TASK OBJECTIVE> Copy each line below without leaving any out.

** Opening GIVEN ENTRIES block **

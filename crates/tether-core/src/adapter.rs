//! Adapter type generator
//!
//! Lets script values stand in for host contracts:
//! - a table implementing a host interface
//! - a table subclassing a non-sealed host class (`make_object`)
//! - a function used as a delegate
//!
//! For each target type a descriptor is synthesized once: a generated host
//! type whose members forward into the script value, plus the return shape
//! of every forwarded method so results can be coerced back. Instances
//! share the descriptor and only hold the pinned table or function.
//!
//! Forwarded calls push the table (as `self`) and the non-out arguments,
//! run a protected call and read the results back in order: the return
//! value first (unless void), then one value per ref/out parameter. Missing
//! or nil results become the zero value of the slot type.

use std::sync::Arc;

use dashmap::DashMap;
use parking_lot::RwLock;
use tether_script::{ScriptError, ScriptState, ScriptType, Value};
use tether_sdk::{
    Delegate, HostError, HostObject, HostResult, HostTypeId, HostValue, Invocation, MethodBody,
    MethodInfo, ParamMode, PropertyInfo, ScriptRef, ScriptRefKind, TypeBuilder, TypeKind, TypeRef,
};

use crate::coercion::{coerce, zero_value};
use crate::error::{BridgeError, Fault, FaultResult};
use crate::logging;
use crate::pool::pool;
use crate::translator::Translator;

/// Table field holding the host object built by `make_object`
pub const BACKING_FIELD: &str = "__object";

/// Result shape of one forwarded method
pub struct ReturnSignature {
    /// Method name looked up in the script table
    pub method: String,
    /// Declared return type
    pub ret: TypeRef,
    /// Passing mode of every parameter
    pub modes: Vec<ParamMode>,
    /// Ref and out parameters, by position, with their types
    pub by_ref: Vec<(usize, TypeRef)>,
    fallback: Option<MethodBody>,
}

impl ReturnSignature {
    fn of(method: &MethodInfo, fallback: Option<MethodBody>) -> Self {
        Self {
            method: method.name.clone(),
            ret: method.ret.clone(),
            modes: method.params.iter().map(|p| p.mode).collect(),
            by_ref: method
                .params
                .iter()
                .enumerate()
                .filter(|(_, p)| p.mode != ParamMode::In)
                .map(|(i, p)| (i, p.ty.clone()))
                .collect(),
            fallback,
        }
    }

    /// Whether a base implementation runs when the table lacks the method
    pub fn has_fallback(&self) -> bool {
        self.fallback.is_some()
    }
}

/// Generated adapter type for one interface, class or delegate
pub struct AdapterDescriptor {
    /// Requested type
    pub target: TypeRef,
    /// Type of adapter instances; the target itself for delegates
    pub generated: TypeRef,
    /// One entry per forwarded method
    pub signatures: Vec<Arc<ReturnSignature>>,
}

/// Payload of table-backed adapter instances
pub struct AdapterInstance {
    table: RwLock<Option<ScriptRef>>,
    base: Option<HostObject>,
}

impl AdapterInstance {
    /// Backing table, `None` once detached
    pub fn table(&self) -> Option<ScriptRef> {
        self.table.read().clone()
    }

    /// Base class object that non-overridden members run against
    pub fn base(&self) -> Option<&HostObject> {
        self.base.as_ref()
    }

    fn detach(&self) -> Option<ScriptRef> {
        self.table.write().take()
    }
}

/// The adapter payload of `value`, if it is a table-backed adapter
pub fn adapter_instance(value: &HostValue) -> Option<&AdapterInstance> {
    value.as_object()?.downcast::<AdapterInstance>()
}

/// Cache of synthesized adapter types
#[derive(Default)]
pub struct AdapterGenerator {
    descriptors: DashMap<HostTypeId, Arc<AdapterDescriptor>>,
}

** Closing GIVEN ENTRIES block **

WRITTEN ANSWER>
filename crates/tether-core/src/adapter.rs
//! Adapter type generator
//!
//! Lets script values stand in for host contracts:
//! - a table implementing a host interface
//! - a table subclassing a non-sealed host class (`make_object`)
//! - a function used as a delegate
//!
//! For each target type a descriptor is synthesized once: a generated host
//! type whose members forward into the script value, plus the return shape
//! of every forwarded method so results can be coerced back. Instances
//! share the descriptor and only hold the pinned table or function.
//!
//! Forwarded calls push the table (as `self`) and the non-out arguments,
//! run a protected call and read the results back in order: the return
//! value first (unless void), then one value per ref/out parameter. Missing
//! or nil results become the zero value of the slot type.

use std::sync::Arc;

use dashmap::DashMap;
use parking_lot::RwLock;
use tether_script::{ScriptError, ScriptState, ScriptType, Value};
use tether_sdk::{
    Delegate, HostError, HostObject, HostResult, HostTypeId, HostValue, Invocation, MethodBody,
    MethodInfo, ParamMode, PropertyInfo, ScriptRef, ScriptRefKind, TypeBuilder, TypeKind, TypeRef,
};

use crate::coercion::{coerce, zero_value};
use crate::error::{BridgeError, Fault, FaultResult};
use crate::logging;
use crate::pool::pool;
use crate::translator::Translator;

/// Table field holding the host object built by `make_object`
pub const BACKING_FIELD: &str = "__object";

/// Result shape of one forwarded method
pub struct ReturnSignature {
    /// Method name looked up in the script table
    pub method: String,
    /// Declared return type
    pub ret: TypeRef,
    /// Passing mode of every parameter
    pub modes: Vec<ParamMode>,
    /// Ref and out parameters, by position, with their types
    pub by_ref: Vec<(usize, TypeRef)>,
    fallback: Option<MethodBody>,
}

impl ReturnSignature {
    fn of(method: &MethodInfo, fallback: Option<MethodBody>) -> Self {
        Self {
            method: method.name.clone(),
            ret: method.ret.clone(),
            modes: method.params.iter().map(|p| p.mode).collect(),
            by_ref: method
                .params
                .iter()
                .enumerate()
                .filter(|(_, p)| p.mode != ParamMode::In)
                .map(|(i, p)| (i, p.ty.clone()))
                .collect(),
            fallback,
        }
    }

    /// Whether a base implementation runs when the table lacks the method
    pub fn has_fallback(&self) -> bool {
        self.fallback.is_some()
    }
}

/// Generated adapter type for one interface, class or delegate
pub struct AdapterDescriptor {
    /// Requested type
    pub target: TypeRef,
    /// Type of adapter instances; the target itself for delegates
    pub generated: TypeRef,
    /// One entry per forwarded method
    pub signatures: Vec<Arc<ReturnSignature>>,
}

/// Payload of table-backed adapter instances
pub struct AdapterInstance {
    table: RwLock<Option<ScriptRef>>,
    base: Option<HostObject>,
}

impl AdapterInstance {
    /// Backing table, `None` once detached
    pub fn table(&self) -> Option<ScriptRef> {
        self.table.read().clone()
    }

    /// Base class object that non-overridden members run against
    pub fn base(&self) -> Option<&HostObject> {
        self.base.as_ref()
    }

    fn detach(&self) -> Option<ScriptRef> {
        self.table.write().take()
    }
}

/// The adapter payload of `value`, if it is a table-backed adapter
pub fn adapter_instance(value: &HostValue) -> Option<&AdapterInstance> {
    value.as_object()?.downcast::<AdapterInstance>()
}

/// Cache of synthesized adapter types
#[derive(Default)]
pub struct AdapterGenerator {
    descriptors: DashMap<HostTypeId, Arc<AdapterDescriptor>>,
}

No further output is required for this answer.